Konzum, appartenente al gruppo Fortenova, distribuirà bonus a più di 10.000 dipendenti, accompagnati da regali per i figli e da ulteriori omaggi per i minori assicurati tramite i lavoratori. Nel complesso, l’azienda investirà oltre 2,6 milioni di euro nei premi di fine anno. KTC, la storica impresa familiare, sceglie invece la semplicità: 300 euro per tutti, senza distinzione di ruolo o anzianità.

La Zagrebačka banka conferma l’erogazione della “božićnica” e doni in natura, oltre ai regali per i figli, ma mantiene il riserbo sugli importi. Intanto, si attendono le decisioni di altri importanti protagonisti, come Atlantic Grupa, che l’anno scorso riconobbe 700 euro netti più 140 euro per i figli, e Aminess Hotels & Resorts, che nel 2023 arrivò a 600 euro di bonus, 140 euro per i bambini e un ulteriore regalo in natura da 133 euro.

Nel panorama delle aziende statali domina la continuità. HŽ (Ferrovie croate) Putnički prijevoz e HŽ Infrastruktura confermano i 250 euro dell’anno scorso, mentre Hrvatske ceste (Steade croate) aumenta il bonus a 200 euro, segnando un miglioramento significativo rispetto all’anno precedente.

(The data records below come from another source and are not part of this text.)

//! Instrucciones escritas literalmente y tabla de vectores.
//!
//! Los operandos de una instrucción literal se resuelven según la ranura
//! que ocupan: un puerto en una ranura de E/S es su dirección, un nombre
//! en una ranura de salto es una etiqueta y un nombre en una ranura de
//! bit se busca entre los bits del registro de E/S del operando anterior.

use super::{
    assign::extern_offset,
    resolve::{pair_of, unsupported, Value},
    Context,
};

use crate::{
    arch::{Base, LabelRef, Mnemonic, Operand, Pair, Pointer, Slot},
    ast::{AsmInstruction, BinaryOp, Expr, PrefixOp, SuffixOp, Vectors},
    device::IoRegister,
    error::{Compiled, Locate, SemanticError},
    source::Located,
};

use std::rc::Rc;

impl<'a> Context<'a> {
    /// Emite una instrucción literal y retorna su tamaño en bytes.
    pub(super) fn asm(&mut self, instruction: &'a AsmInstruction) -> Compiled<u32> {
        let name = instruction.mnemonic.val();
        let location = instruction.mnemonic.location();

        let mnemonic: Mnemonic = name
            .parse()
            .map_err(|()| SemanticError::UnknownMnemonic(name.to_string()).at(location))?;

        let count = instruction.operands.len();
        let slots = mnemonic
            .signatures()
            .iter()
            .find(|form| form.len() == count)
            .copied()
            .unwrap_or(&[]);

        let mut last_io = None;
        let mut operands = Vec::with_capacity(count);

        for (index, operand) in instruction.operands.iter().enumerate() {
            let slot = slots.get(index).copied();
            operands.push(self.asm_operand(operand, slot, &mut last_io)?);
        }

        self.emit(mnemonic, operands, location)?;
        Ok(mnemonic.size())
    }

    fn asm_operand(
        &mut self,
        operand: &'a Located<Expr>,
        slot: Option<Slot>,
        last_io: &mut Option<&'a IoRegister>,
    ) -> Compiled<Operand> {
        let location = operand.location();

        match (slot, operand.val()) {
            (Some(Slot::Rel7 | Slot::Rel12 | Slot::Abs22), Expr::Call(call)) => {
                let name = call.name.val();
                let procedure = self
                    .procedures
                    .get(name)
                    .or_else(|| self.extern_procedures.get(name))
                    .copied()
                    .ok_or_else(|| SemanticError::UnknownFunction(name.to_string()).at(location))?;

                self.bind_arguments(procedure, call, location)?;
                return Ok(Operand::Label(LabelRef::global(Rc::clone(name))));
            }

            (Some(Slot::Pointer | Slot::LpmZ), Expr::Suffix { op: SuffixOp::Inc, operand }) => {
                let base = self.pointer_base(operand)?;
                return Ok(Operand::Pointer(Pointer::PostIncrement(base)));
            }

            (Some(Slot::Pointer), Expr::Prefix { op: PrefixOp::Dec, operand }) => {
                let base = self.pointer_base(operand)?;
                return Ok(Operand::Pointer(Pointer::PreDecrement(base)));
            }

            (Some(Slot::Bit), Expr::Ident(name)) => {
                if let Some(bit) = self.named_bit(name, last_io) {
                    return Ok(Operand::Number(bit as i32));
                }
            }

            _ => (),
        }

        let value = self.resolve(operand)?;
        if let (Some(Slot::Displaced), Value::Binary(BinaryOp::Add, left, right)) = (slot, &value) {
            let displaced = match (&**left, &**right) {
                (Value::Const(q), pointer) | (pointer, Value::Const(q)) => {
                    pointer.pair().and_then(Pair::base).map(|base| Operand::Displaced(base, *q))
                }

                _ => None,
            };

            return displaced.ok_or_else(|| SemanticError::InvalidArgument.at(location));
        }

        let operand = match value {
            Value::Const(value) => Operand::Number(value),
            Value::Reg(reg) => Operand::Reg(reg),

            Value::Group(regs) => {
                let pair = pair_of(&regs)
                    .ok_or_else(|| SemanticError::RegisterOrPairExpected.at(location))?;

                match (slot, pair.base()) {
                    (Some(Slot::Pointer | Slot::LpmZ), Some(base)) => {
                        Operand::Pointer(Pointer::Plain(base))
                    }

                    (Some(Slot::Displaced), Some(base)) => Operand::Displaced(base, 0),

                    _ => Operand::Pair(pair),
                }
            }

            Value::Io(port) => {
                *last_io = self.device.find_io(&port.name);
                Operand::Number(port.address as i32)
            }

            Value::Var(var) => Operand::Number(var.address as i32),
            Value::Cell(address) => Operand::Number(address as i32),
            Value::Extern(var) => Operand::Extern(var.reference(0)),
            Value::Label(label) => Operand::Label(label),

            Value::Symbol(name) => match slot {
                Some(Slot::Rel7 | Slot::Rel12 | Slot::Abs22 | Slot::Imm8) | None => {
                    Operand::Label(self.label_ref(&name))
                }

                Some(Slot::Bit) => {
                    return Err(SemanticError::UnknownBit(name.to_string()).at(location));
                }

                _ => return Err(SemanticError::UnknownIdentifier(name.to_string()).at(location)),
            },

            value @ Value::Binary(..) => {
                if let Some(reference) = extern_offset(&value) {
                    Operand::Extern(reference)
                } else {
                    let deferred = self
                        .deferred(&value)
                        .ok_or_else(|| SemanticError::InvalidArgument.at(location))?;

                    Operand::Deferred(deferred)
                }
            }

            other => return Err(unsupported(&other).at(location)),
        };

        Ok(operand)
    }

    fn pointer_base(&mut self, expr: &'a Located<Expr>) -> Compiled<Base> {
        self.resolve(expr)?
            .pair()
            .and_then(Pair::base)
            .ok_or_else(|| SemanticError::InvalidArgument.at(expr.location()))
    }

    /// Tabla de vectores de interrupción.
    ///
    /// Cada vector ocupa exactamente su ranura: una instrucción y
    /// relleno de `nop` hasta el ancho de la ranura.
    pub(super) fn vectors(&mut self, table: &'a Located<Vectors>) -> Compiled<()> {
        let device = self.device;
        let entries = &table.val().entries;

        for entry in entries {
            let name = entry.name.val();
            if &**name != "default" && device.interrupt(name).is_none() {
                let error = SemanticError::UnknownVector(name.to_string());
                return Err(error.at(entry.name.location()));
            }
        }

        let default = entries.iter().find(|entry| &**entry.name.val() == "default");
        let main = self.procedures.contains_key("main");

        for (index, interrupt) in device.interrupts.iter().enumerate() {
            let slot = device.vector_slot_size(index);
            let explicit = entries
                .iter()
                .find(|entry| &**entry.name.val() == interrupt.name.as_str());

            self.comment = Some(interrupt.name.as_str().into());

            let reset = interrupt.name == "RESET" && main;
            let chosen = match explicit {
                Some(entry) => Some(entry),
                None if reset => None,
                None => default,
            };

            let mut size = 0;
            let location = table.location();
            let result = self.compile_limited(1, slot, location, |context| {
                size = match chosen {
                    Some(entry) => context.asm(entry.instruction.val())?,

                    None if reset => {
                        op!(context, location, Rjmp, LabelRef::global("main".into()))?;
                        Mnemonic::Rjmp.size()
                    }

                    None => {
                        op!(context, location, Reti)?;
                        Mnemonic::Reti.size()
                    }
                };

                Ok(())
            });

            self.comment = None;
            result?;

            for _ in (size..slot).step_by(2) {
                op!(self, table.location(), Nop)?;
            }
        }

        Ok(())
    }
}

All’Oleodotto Adriatico (Janaf) il premio sale a 350 euro, mentre la HEP Grupa (Ente elettroenergetico) mantiene il suo status di ente pubblico più generoso: 497,71 euro, come già avvenuto negli ultimi due anni. FINA (Agenzia Finanziaria) distribuirà 350 euro ai suoi 2.500 dipendenti, mentre la Banca centrale croata (HNB) si attesterà su 160 euro.